Myrtle Hill Cemetery | Rome, Georgia
Myrtle Hill Cemetery, the second oldest cemetery in Rome, covers 32 acres on 6 terraces and is listed in the National Register of Historic Places. The cemetery is located on Myrtle Hill, one of the seven hills of the city and named for the myrtle, or vinca, that once grew wild all over the hillside.
The location of Myrtle Hill itself has a long history. Rome city officials maintain that “for over 100 years, Myrtle Hill has served as a guardian overlooking the City of Rome. Located at the confluence of the Etowah and Oostanaula rivers where the mighty Coosa River is formed, Myrtle Hill has seen many significant dates in history.”
Long before Rome was incorporated as a town and Myrtle Hill had a name, it was the site of the 1793 Battle of Etowah. U.S. Army General John Seiver and his 800 men chased 1,000 Cherokees, who had scalped and killed 13 people at Cavett’s Station in Tennessee, to the present day Myrtle Hill, where the Cherokees had built a defensive position. A battle ensued, and the army troops killed many of the Cherokees, including Chief King Fisher.

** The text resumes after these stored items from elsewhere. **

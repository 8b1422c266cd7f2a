use std::io::ErrorKind;

use bytes::{BufMut, BytesMut};
use tracing::debug;

use crate::error::{FrameError, Result};
use crate::sentence::{InterfaceId, SentenceBlock, SENMAX};

/// Receive buffer size for a single datagram read.
pub const BUFSIZ: usize = 8192;

/// Incremental `\r\n` framer for datagram payloads.
///
/// Sentence boundaries are not aligned with datagrams: one datagram may
/// carry several sentences, and a sentence may span datagrams. The framer
/// is fed byte by byte and keeps its partial sentence between calls.
///
/// Bytes beyond [`SENMAX`] are counted, not stored; a sentence that
/// overran is dropped when its terminator arrives. Counters reset only on a
/// terminator, so a stream that never sends one drops everything.
#[derive(Debug)]
pub struct DatagramFramer {
    candidate: BytesMut,
    count: usize,
    overrun: usize,
    cr: bool,
    source: InterfaceId,
    discarded: u64,
}

impl DatagramFramer {
    /// Create a framer tagging sentences with `source`.
    pub fn new(source: InterfaceId) -> Self {
        Self {
            candidate: BytesMut::with_capacity(SENMAX),
            count: 0,
            overrun: 0,
            cr: false,
            source,
            discarded: 0,
        }
    }

    /// Feed one byte; returns a sentence when this byte completes one.
    pub fn push(&mut self, byte: u8) -> Option<SentenceBlock> {
        if self.count < SENMAX {
            self.count += 1;
            self.candidate.put_u8(byte);
        } else {
            self.overrun = self.overrun.saturating_add(1);
        }

        if byte == b'\r' {
            self.cr = true;
            return None;
        }
        let terminated = byte == b'\n' && self.cr;
        self.cr = false;
        if !terminated {
            return None;
        }

        let sentence = if self.overrun > 0 {
            self.discarded += 1;
            debug!(
                source = %self.source,
                overrun = self.overrun,
                "datagram sentence exceeds max length (discarding)"
            );
            self.candidate.clear();
            None
        } else {
            let data = self.candidate.split().freeze();
            Some(SentenceBlock::from_framed(data, self.source))
        };
        self.count = 0;
        self.overrun = 0;
        sentence
    }

    /// Feed a whole datagram, yielding every sentence it completes.
    pub fn feed<'a>(&'a mut self, datagram: &'a [u8]) -> impl Iterator<Item = SentenceBlock> + 'a {
        datagram.iter().filter_map(move |&byte| self.push(byte))
    }

    /// Bytes held for the sentence currently being assembled.
    pub fn pending(&self) -> usize {
        self.count
    }

    /// Bytes dropped from the current candidate since the last terminator.
    pub fn overrun(&self) -> usize {
        self.overrun
    }

    /// Number of sentences dropped for overrunning.
    pub fn discarded(&self) -> u64 {
        self.discarded
    }

    /// Source tag applied to framed sentences.
    pub fn source(&self) -> InterfaceId {
        self.source
    }
}

/// A blocking source of datagrams.
pub trait DatagramSource {
    /// Receive one datagram into `buf`.
    ///
    /// `Ok(0)` means the source has finished and no more data will come.
    fn recv_datagram(&mut self, buf: &mut [u8]) -> std::io::Result<usize>;
}

/// Frames sentences out of a [`DatagramSource`].
pub struct DatagramReader<S> {
    inner: S,
    framer: DatagramFramer,
    buf: Box<[u8]>,
    pos: usize,
    filled: usize,
}

impl<S: DatagramSource> DatagramReader<S> {
    /// Create a datagram reader tagging sentences with `source`.
    pub fn new(inner: S, source: InterfaceId) -> Self {
        Self {
            inner,
            framer: DatagramFramer::new(source),
            buf: vec![0u8; BUFSIZ].into_boxed_slice(),
            pos: 0,
            filled: 0,
        }
    }

    /// Read the next sentence, receiving more datagrams as needed (blocking).
    ///
    /// Returns `Ok(None)` once the source reports it has finished.
    pub fn read_sentence(&mut self) -> Result<Option<SentenceBlock>> {
        loop {
            while self.pos < self.filled {
                let byte = self.buf[self.pos];
                self.pos += 1;
                if let Some(sentence) = self.framer.push(byte) {
                    return Ok(Some(sentence));
                }
            }

            let read = match self.inner.recv_datagram(&mut self.buf) {
                Ok(n) => n,
                Err(err) if err.kind() == ErrorKind::Interrupted => continue,
                Err(err) => return Err(FrameError::Io(err)),
            };
            if read == 0 {
                return Ok(None);
            }
            self.pos = 0;
            self.filled = read;
        }
    }

    /// Borrow the framer state.
    pub fn framer(&self) -> &DatagramFramer {
        &self.framer
    }
}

During the Civil War, the citizens of Rome built three earthen forts to defend the town from the Union Army. The fort constructed on the crest of Myrtle Hill was named Fort Stovall, and it was very instrumental in the Siege of Rome.
Today, Myrtle Hill Cemetery is the final resting place of more than 20,000 people, including America's Known Soldier, World War I soldier Charles Graves; former First Lady Ellen Axon Wilson, a Rome native and wife of President Woodrow Wilson; and 377 soldiers, both from the north and the south.
Although the merging of two rivers to form one river is common in Georgia, it is unusual to have the opportunity to witness such an occurrence without being in a boat on the water. Touring Myrtle Hill Cemetery is interesting any time of year, but in winter, when trees are bare, the highest point in the cemetery is a good vantage point to see the Etowah and Oostanaula rivers merge to form the Coosa. For a view of this take Broad Street to South Broad Street and the Myrtle Hill Cemetery entrance. A closer view of the same confulence is available from the 2nd Avenue pedestrian bridge (take Broad Street to 2nd Avenue).